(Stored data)

━━━━━━━━━━━━━━━━

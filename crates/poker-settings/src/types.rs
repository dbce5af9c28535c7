//! Settings types. Every section deserializes from camelCase JSON and falls
//! back to its compiled default for any missing key.

use std::path::PathBuf;
use std::time::Duration;

use poker_core::VoteDeck;
use serde::{Deserialize, Serialize};

use crate::errors::{Result, SettingsError};

/// Root settings object (`~/.poker/settings.json`).
#[derive(Clone, Debug, Default, PartialEq, Serialize, Deserialize)]
#[serde(rename_all = "camelCase", default)]
pub struct PokerSettings {
    pub server: ServerSettings,
    pub session: SessionSettings,
    pub store: StoreSettings,
    pub logging: LoggingSettings,
}

impl PokerSettings {
    /// Reject values the server cannot start with.
    pub fn validate(&self) -> Result<()> {
        if self.session.closing_delay_secs == 0 {
            return Err(SettingsError::InvalidValue(
                "session.closingDelaySecs must be at least 1".into(),
            ));
        }
        if self.server.max_send_queue == 0 {
            return Err(SettingsError::InvalidValue(
                "server.maxSendQueue must be at least 1".into(),
            ));
        }
        if self.server.heartbeat_interval_secs == 0 {
            return Err(SettingsError::InvalidValue(
                "server.heartbeatIntervalSecs must be at least 1".into(),
            ));
        }
        let _ = self.session.deck()?;
        Ok(())
    }
}

/// WebSocket server settings.
#[derive(Clone, Debug, PartialEq, Serialize, Deserialize)]
#[serde(rename_all = "camelCase", default)]
pub struct ServerSettings {
    /// Bind address.
    pub host: String,
    /// Listen port. `0` picks an ephemeral port.
    pub port: u16,
    /// Outbound messages buffered per client before updates are dropped.
    pub max_send_queue: usize,
    /// WebSocket ping interval in seconds.
    pub heartbeat_interval_secs: u64,
}

impl Default for ServerSettings {
    fn default() -> Self {
        Self {
            host: "127.0.0.1".to_string(),
            port: 8080,
            max_send_queue: 256,
            heartbeat_interval_secs: 30,
        }
    }
}

/// Session coordinator settings.
#[derive(Clone, Debug, PartialEq, Serialize, Deserialize)]
#[serde(rename_all = "camelCase", default)]
pub struct SessionSettings {
    /// Seconds between `closeSession` and the session being destroyed.
    pub closing_delay_secs: u64,
    /// Vote deck offered by every new session.
    pub allowed_vote_values: Vec<String>,
}

impl SessionSettings {
    pub fn closing_delay(&self) -> Duration {
        Duration::from_secs(self.closing_delay_secs)
    }

    pub fn deck(&self) -> Result<VoteDeck> {
        VoteDeck::new(self.allowed_vote_values.iter().cloned())
            .map_err(|e| SettingsError::InvalidValue(format!("session.allowedVoteValues: {e}")))
    }
}

impl Default for SessionSettings {
    fn default() -> Self {
        Self {
            closing_delay_secs: 60,
            allowed_vote_values: VoteDeck::default().values().to_vec(),
        }
    }
}

/// Card store settings.
#[derive(Clone, Debug, PartialEq, Serialize, Deserialize)]
#[serde(rename_all = "camelCase", default)]
pub struct StoreSettings {
    /// SQLite file; relative paths resolve against `~/.poker`.
    pub db_path: String,
}

impl StoreSettings {
    pub fn resolved_db_path(&self) -> PathBuf {
        let path = PathBuf::from(&self.db_path);
        if path.is_absolute() {
            path
        } else {
            crate::loader::poker_home().join(path)
        }
    }
}

impl Default for StoreSettings {
    fn default() -> Self {
        Self {
            db_path: "cards.db".to_string(),
        }
    }
}

#[derive(Clone, Debug, PartialEq, Serialize, Deserialize)]
#[serde(rename_all = "camelCase", default)]
pub struct LoggingSettings {
    /// Default level; `RUST_LOG` wins when set.
    pub level: String,
    pub json: bool,
}

impl Default for LoggingSettings {
    fn default() -> Self {
        Self {
            level: "info".to_string(),
            json: false,
        }
    }
}

#[cfg(test)]
mod tests {
    use super::*;

    #[test]
    fn defaults_are_valid() {
        let settings = PokerSettings::default();
        settings.validate().unwrap();
        assert_eq!(settings.server.port, 8080);
        assert_eq!(settings.session.closing_delay(), Duration::from_secs(60));
        assert_eq!(settings.session.deck().unwrap(), VoteDeck::default());
    }

    #[test]
    fn camel_case_round_trip() {
        let json = serde_json::to_value(PokerSettings::default()).unwrap();
        assert_eq!(json["session"]["closingDelaySecs"], 60);
        assert_eq!(json["server"]["maxSendQueue"], 256);
        assert_eq!(json["store"]["dbPath"], "cards.db");
    }

    #[test]
    fn bad_deck_fails_validation() {
        let mut settings = PokerSettings::default();
        settings.session.allowed_vote_values = vec!["1".into(), "1".into()];
        let err = settings.validate().unwrap_err();
        assert!(err.to_string().contains("allowedVoteValues"));
    }

    #[test]
    fn zero_closing_delay_fails_validation() {
        let mut settings = PokerSettings::default();
        settings.session.closing_delay_secs = 0;
        assert!(matches!(
            settings.validate(),
            Err(SettingsError::InvalidValue(_))
        ));
    }

    #[test]
    fn absolute_db_path_is_kept() {
        let store = StoreSettings {
            db_path: "/var/lib/poker/cards.db".into(),
        };
        assert_eq!(
            store.resolved_db_path(),
            PathBuf::from("/var/lib/poker/cards.db")
        );
        assert!(StoreSettings::default()
            .resolved_db_path()
            .ends_with(".poker/cards.db"));
    }
}
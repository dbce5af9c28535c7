use std::collections::BTreeMap;
use std::fmt;

use chrono::{DateTime, Utc};
use serde::{Deserialize, Serialize};

use crate::cards::CardSummary;
use crate::ids::{BoardId, CardId, ListId, ProjectId, SessionId, UserId};

#[derive(Clone, Copy, Debug, PartialEq, Eq, Serialize, Deserialize)]
#[serde(rename_all = "snake_case")]
pub enum Phase {
    Voting,
    Revealed,
    Closing,
}

impl fmt::Display for Phase {
    fn fmt(&self, f: &mut fmt::Formatter<'_>) -> fmt::Result {
        match self {
            Self::Voting => write!(f, "voting"),
            Self::Revealed => write!(f, "revealed"),
            Self::Closing => write!(f, "closing"),
        }
    }
}

/// Aggregate statistics over the votes of current voters.
#[derive(Clone, Debug, Default, PartialEq, Serialize, Deserialize)]
#[serde(rename_all = "camelCase")]
pub struct VoteStats {
    /// Every allowed value, zero when nobody picked it.
    pub counts_by_value: BTreeMap<String, u32>,
    pub total_votes: u32,
    pub minimum: Option<f64>,
    pub maximum: Option<f64>,
    pub average: Option<f64>,
    pub suggested_story_points: Option<f64>,
}

#[derive(Clone, Debug, PartialEq, Serialize, Deserialize)]
#[serde(rename_all = "camelCase")]
pub struct ParticipantView {
    pub user_id: UserId,
    pub is_observer: bool,
    pub is_host: bool,
}

/// Full authoritative state pushed to every subscriber after a transition.
///
/// Clients replace their copy wholesale; it is never a delta. Individual
/// votes only appear once the round is revealed.
#[derive(Clone, Debug, PartialEq, Serialize, Deserialize)]
#[serde(rename_all = "camelCase")]
pub struct SessionSnapshot {
    pub session_id: SessionId,
    pub project_id: ProjectId,
    pub board_id: BoardId,
    pub list_id: ListId,
    pub host_user_id: UserId,
    pub phase: Phase,
    pub active_card_id: Option<CardId>,
    pub active_card: Option<CardSummary>,
    pub excluded_card_ids: Vec<CardId>,
    pub participants: Vec<ParticipantView>,
    pub voted_user_ids: Vec<UserId>,
    #[serde(skip_serializing_if = "Option::is_none", default)]
    pub revealed_votes: Option<BTreeMap<UserId, String>>,
    #[serde(skip_serializing_if = "Option::is_none", default)]
    pub vote_stats: Option<VoteStats>,
    pub allowed_vote_values: Vec<String>,
    #[serde(skip_serializing_if = "Option::is_none", default)]
    pub closing_ends_at: Option<DateTime<Utc>>,
}

/// What a caller gets back from an action: the shared snapshot (absent once
/// the session is gone) plus the caller's own vote, which is never broadcast.
#[derive(Clone, Debug, PartialEq, Serialize, Deserialize)]
#[serde(rename_all = "camelCase")]
pub struct ActionOutcome {
    pub snapshot: Option<SessionSnapshot>,
    pub my_vote: Option<String>,
}

impl ActionOutcome {
    pub fn gone() -> Self {
        Self {
            snapshot: None,
            my_vote: None,
        }
    }
}
//! ci.buildable — The subject a build runs against (a commit or revision).

use chrono::{DateTime, Utc};
use diesel::prelude::*;
use serde::{Deserialize, Serialize};

use crate::schema::ci_buildables;

#[derive(Debug, Clone, PartialEq, Eq, Queryable, Selectable, Serialize, Deserialize)]
#[diesel(table_name = ci_buildables)]
pub struct CiBuildable {
    pub id: i64,
    pub phid: String,
    /// PHID of the commit or revision being built.
    pub object_phid: String,
    pub container_phid: Option<String>,
    pub is_manual: bool,
    pub view_policy: String,
    pub create_date: Option<DateTime<Utc>>,
}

━━━━━━━━━━━━━━━━

Find every line in the records that has the word "impl". Copy those lines.

▶ **Response to the exercise**:
impl PokerSettings {
impl Default for ServerSettings {
impl SessionSettings {
impl Default for SessionSettings {
impl StoreSettings {
impl Default for StoreSettings {
impl Default for LoggingSettings {
impl fmt::Display for Phase {
impl ActionOutcome {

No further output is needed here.